-- The records follows --

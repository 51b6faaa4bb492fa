use crate::ast::{Expression, Span};
use crate::error::SieveError;
use crate::registry::Registry;
use crate::resource_limits::ResourceLimits;
use crate::SieveResult;
use pest::error::{InputLocation, LineColLocation};
use pest::Parser;
use pest_derive::Parser;

pub mod expressions;

use expressions::ExpressionBuilder;

#[derive(Parser)]
#[grammar = "src/parser/sieve.pest"]
pub struct SieveParser;

/// Parse expression text into an `Expression`.
///
/// Call names are resolved against `registry` here, so unknown operations, arity
/// mismatches and mixed argument styles are reported before anything is evaluated.
pub fn parse(text: &str, registry: &Registry, limits: &ResourceLimits) -> SieveResult<Expression> {
    if text.len() > limits.max_expression_bytes {
        return Err(SieveError::ResourceLimitExceeded {
            limit_name: "max_expression_bytes".to_string(),
            limit_value: limits.max_expression_bytes,
            actual_value: text.len(),
        });
    }

    // pest recurses once per nesting level; refuse deep input before handing it over
    let depth = nesting_depth(text);
    if depth > limits.max_expression_depth {
        return Err(SieveError::ResourceLimitExceeded {
            limit_name: "max_expression_depth".to_string(),
            limit_value: limits.max_expression_depth,
            actual_value: depth,
        });
    }

    let mut pairs = SieveParser::parse(Rule::expression_text, text).map_err(convert_error)?;
    let root = pairs
        .next()
        .ok_or_else(|| SieveError::parse("empty expression", Span::default()))?;
    let expression = root
        .into_inner()
        .find(|pair| pair.as_rule() == Rule::expression)
        .ok_or_else(|| SieveError::parse("empty expression", Span::default()))?;

    ExpressionBuilder::new(registry, limits.max_expression_depth).build_expression(expression)
}

/// Deepest bracket nesting, counting a run of `!` as nesting too. String
/// contents are skipped.
fn nesting_depth(text: &str) -> usize {
    let mut brackets = 0usize;
    let mut negations = 0usize;
    let mut deepest = 0usize;
    let mut in_string = false;
    let mut chars = text.chars().peekable();

    while let Some(c) = chars.next() {
        if in_string {
            in_string = c != '"';
            continue;
        }
        match c {
            '"' => in_string = true,
            '(' | '[' => brackets += 1,
            ')' | ']' => brackets = brackets.saturating_sub(1),
            '!' if chars.peek() != Some(&'=') => negations += 1,
            c if c.is_whitespace() => continue,
            _ => negations = 0,
        }
        deepest = deepest.max(brackets + negations);
    }
    deepest
}

fn convert_error(error: pest::error::Error<Rule>) -> SieveError {
    let error = error.renamed_rules(|rule| rule_description(rule).to_string());
    let position = match error.location {
        InputLocation::Pos(pos) => pos,
        InputLocation::Span((start, _)) => start,
    };
    let (line, col) = match error.line_col {
        LineColLocation::Pos(line_col) => line_col,
        LineColLocation::Span(start, _) => start,
    };
    SieveError::parse(error.variant.message(), Span::at(position, line, col))
}

fn rule_description(rule: &Rule) -> &'static str {
    match rule {
        Rule::EOI => "end of input",
        Rule::expression_text | Rule::expression | Rule::positional_argument => "expression",
        Rule::or_expression
        | Rule::and_expression
        | Rule::comparison
        | Rule::unary
        | Rule::primary => "operand",
        Rule::or_keyword => "OR",
        Rule::and_keyword => "AND",
        Rule::comparison_operator => "comparison operator",
        Rule::not_operator => "NOT",
        Rule::list_literal => "list",
        Rule::boolean_literal => "boolean",
        Rule::number_literal => "number",
        Rule::string_literal | Rule::string_content => "string",
        Rule::identifier => "identifier",
        Rule::call => "call",
        Rule::named_argument => "named argument",
        _ => "input",
    }
}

-- The records concluded --

Among the lines above, list those that contain the word "pairs".

    let mut pairs = SieveParser::parse(Rule::expression_text, text).map_err(convert_error)?;
    let root = pairs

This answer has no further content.